Tribunal Administratif de Marseille — Décision N° TA13-2309900

lundi 20 novembre 2023

JuridictionTribunal Administratif de Marseille
SectionTribunal Administratif de Marseille
N° DossierTA13-2309900
TypeDécision
RecoursExcès de pouvoir
PublicationC
FormationReconduite à la frontière
Avocat requérantBRUGGIAMOSCA

Texte intégral

Vu la procédure suivante :

Par une requête et un mémoire, enregistrés les 14 octobre et 15 novembre 2023 au greffe du tribunal administratif de Marseille, M. B A, représenté par Me Bruggiamosca, demande au tribunal :

1°) de l'admettre, à titre provisoire, au bénéfice de l'aide juridictionnelle ;

2°) d'annuler l'arrêté du 13 octobre 2023 par lequel le préfet des Hautes-Alpes l'a obligé à quitter le territoire français sans délai, a fixé le pays de destination de cette mesure d'éloignement et lui a interdit le retour sur le territoire français pendant une durée d'un an ;

3°) d'ordonner la communication de l'ensemble des documents sur lesquels le préfet a fondé sa décision ;

4°) d'enjoindre au préfet des Hautes-Alpes de procéder à l'effacement de de son inscription au système d'information Schengen (SIS) ;

5°) de mettre à la charge de l'Etat la somme de 1 500 euros sur le fondement des dispositions de l'article L. 761-1 du code de justice administrative et 37 de la loi du 10 juillet 1991, sous réserve que son conseil renonce à percevoir le bénéfice de l'aide juridictionnelle.

Il soutient que :

- la décision portant obligation de quitter le territoire français est signé par une autorité incompétente ;

- elle est insuffisamment motivée et révèle un défaut d'examen de sa situation ;

- il y a méconnaissance de son droit à être entendu ;

- elle est entachée d'erreur de droit, dès lors qu'il a indiqué vouloir solliciter l'asile ;

- elle est entachée d'erreur manifeste d'appréciation ;

- la décision portant refus d'octroi d'un délai de départ volontaire est illégale par voie d'exception de la décision portant obligation de quitter le territoire français ;

- elle est insuffisamment motivée ;

- elle est entachée d'erreur manifeste d'appréciation ;

- la décision portant interdiction de retour sur le territoire français est illégale par voie d'exception de la décision portant obligation de quitter le territoire français ;

- elle est entachée d'un défaut d'examen particulier de sa situation ;

- elle est entachée d'erreur manifeste d'appréciation.
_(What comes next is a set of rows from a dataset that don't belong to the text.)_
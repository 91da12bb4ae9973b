// Lazily sorted ranking queue. Elements are kept ascending by metric so the
// best one sits at the tail and can be popped without shifting.

use crate::error::{PlacementError, Result};

/// Anything that can be ranked; larger metrics are better.
pub trait Ranked {
    fn metric(&self) -> f64;
}

impl Ranked for f64 {
    fn metric(&self) -> f64 {
        *self
    }
}

impl<T: Ranked> Ranked for (T, usize) {
    fn metric(&self) -> f64 {
        self.0.metric()
    }
}

const MIN_GROWTH: usize = 8;

#[derive(Debug)]
pub struct PriorityQueue<T> {
    items: Vec<T>,
    sorted: bool,
}

impl<T: Ranked> Default for PriorityQueue<T> {
    fn default() -> Self {
        Self {
            items: Vec::new(),
            sorted: true,
        }
    }
}

impl<T: Ranked> PriorityQueue<T> {
    pub fn new() -> Self {
        Self::default()
    }

    pub fn with_capacity(capacity: usize) -> Result<Self> {
        let mut items = Vec::new();
        items
            .try_reserve_exact(capacity)
            .map_err(PlacementError::exhausted("priority queue"))?;
        Ok(Self { items, sorted: true })
    }

    pub fn count(&self) -> usize {
        self.items.len()
    }

    pub fn is_empty(&self) -> bool {
        self.items.is_empty()
    }

    pub fn capacity(&self) -> usize {
        self.items.capacity()
    }

    /// Makes room for `additional` more elements, at least doubling.
    fn grow_for(&mut self, additional: usize) -> Result<()> {
        let needed = self.items.len() + additional;
        if needed <= self.items.capacity() {
            return Ok(());
        }
        let target = needed.max(self.items.capacity() * 2).max(MIN_GROWTH);
        self.items
            .try_reserve_exact(target - self.items.len())
            .map_err(PlacementError::exhausted("priority queue"))
    }

    pub fn enqueue(&mut self, item: T) -> Result<()> {
        self.grow_for(1)?;
        self.items.push(item);
        self.sorted = false;
        Ok(())
    }

    /// Moves every element out of `source`, leaving it empty. On allocation
    /// failure both containers are unchanged.
    pub fn absorb_all_elements(&mut self, source: &mut Vec<T>) -> Result<()> {
        if source.is_empty() {
            return Ok(());
        }
        self.grow_for(source.len())?;
        self.items.append(source);
        self.sorted = false;
        Ok(())
    }

    fn ensure_sorted(&mut self) {
        if !self.sorted {
            self.items.sort_by(|a, b| a.metric().total_cmp(&b.metric()));
            self.sorted = true;
        }
    }

    pub fn dequeue_best_element(&mut self) -> Option<T> {
        self.ensure_sorted();
        self.items.pop()
    }

    /// The `n`th best element (0 is best) without removing it.
    pub fn get_nth_element(&mut self, n: usize) -> Option<&T> {
        self.ensure_sorted();
        let index = self.items.len().checked_sub(n + 1)?;
        self.items.get(index)
    }

    pub fn clear(&mut self) {
        self.items.clear();
        self.sorted = true;
    }
}

#[cfg(test)]
mod tests {
    use super::*;

    #[test]
    fn dequeues_best_first() {
        let mut queue = PriorityQueue::new();
        for metric in [3.0, 1.0, 4.0, 1.5] {
            queue.enqueue(metric).expect("enqueue");
        }
        let order: Vec<f64> = std::iter::from_fn(|| queue.dequeue_best_element()).collect();
        assert_eq!(order, vec![4.0, 3.0, 1.5, 1.0]);
        assert!(queue.is_empty());
    }

    #[test]
    fn nth_element_peeks_without_removing() {
        let mut queue = PriorityQueue::new();
        for metric in [2.0, 9.0, 5.0] {
            queue.enqueue(metric).expect("enqueue");
        }
        assert_eq!(queue.get_nth_element(0), Some(&9.0));
        assert_eq!(queue.get_nth_element(2), Some(&2.0));
        assert_eq!(queue.get_nth_element(3), None);
        assert_eq!(queue.count(), 3);
        assert_eq!(queue.dequeue_best_element(), Some(9.0));
    }

    #[test]
    fn absorb_empties_source() {
        let mut queue = PriorityQueue::with_capacity(1).expect("queue");
        let mut source = vec![1.0, 5.0, 2.0, 4.0, 3.0];
        queue.absorb_all_elements(&mut source).expect("absorb");
        assert!(source.is_empty());
        assert_eq!(queue.count(), 5);
        assert_eq!(queue.dequeue_best_element(), Some(5.0));
    }

    #[test]
    fn growth_at_least_doubles() {
        let mut queue = PriorityQueue::with_capacity(8).expect("queue");
        for i in 0..9 {
            queue.enqueue(f64::from(i)).expect("enqueue");
        }
        assert!(queue.capacity() >= 16);
    }

    #[test]
    fn enqueue_after_partial_drain_resorts() {
        let mut queue = PriorityQueue::new();
        queue.enqueue(1.0).expect("enqueue");
        queue.enqueue(3.0).expect("enqueue");
        assert_eq!(queue.dequeue_best_element(), Some(3.0));
        queue.enqueue(2.0).expect("enqueue");
        assert_eq!(queue.dequeue_best_element(), Some(2.0));
        assert_eq!(queue.dequeue_best_element(), Some(1.0));
    }

    #[test]
    fn capacity_overflow_is_reported() {
        let err = PriorityQueue::<f64>::with_capacity(usize::MAX).unwrap_err();
        assert!(matches!(err, PlacementError::ResourceExhaustion { .. }));
    }
}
Le préfet des Hautes-Alpes n'a pas produit d'observations.

Vu les autres pièces du dossier.

Vu :

- la convention européenne de sauvegarde des droits de l'homme et des libertés fondamentales ;

- le code de l'entrée et du séjour des étrangers et du droit d'asile ;

- la loi n° 91-647du 10 juillet 1991 ;

- le code de justice administrative.

Le président du tribunal a désigné Mme Dyèvre pour statuer sur les litiges relatifs aux décisions portant mesure d'éloignement des ressortissants étrangers en application du code de l'entrée et du séjour des étrangers et du droit d'asile.

Les parties ont été régulièrement averties du jour de l'audience.

Ont été entendus au cours de l'audience publique, le rapport de Mme Dyèvre, rapporteur.

Les parties n'étaient ni présentes ni représentées.

Considérant ce qui suit :

1. Par un arrêté du 13 octobre 2023, le préfet des Hautes-Alpes a obligé M. A, ressortissant soudanais, à quitter le territoire français sans délai, a fixé le pays de destination de cette mesure d'éloignement et lui a interdit le retour sur le territoire français pendant une durée d'un an. M. A demande au tribunal d'annuler cet arrêté.

Sur la demande d'admission à l'aide juridictionnelle provisoire :

2. Aux termes de l'article 20 de la loi du 10 juillet 1991 relative à l'aide juridique : " Dans les cas d'urgence (), l'admission provisoire à l'aide juridictionnelle peut être prononcée soit par le président du bureau ou de la section compétente du bureau d'aide juridictionnelle, soit par la juridiction compétente ou son président ".

3. Il y a lieu, eu égard à l'urgence qui s'attache à ce qu'il soit statué sur la requête de M. A, de prononcer son admission provisoire à l'aide juridictionnelle.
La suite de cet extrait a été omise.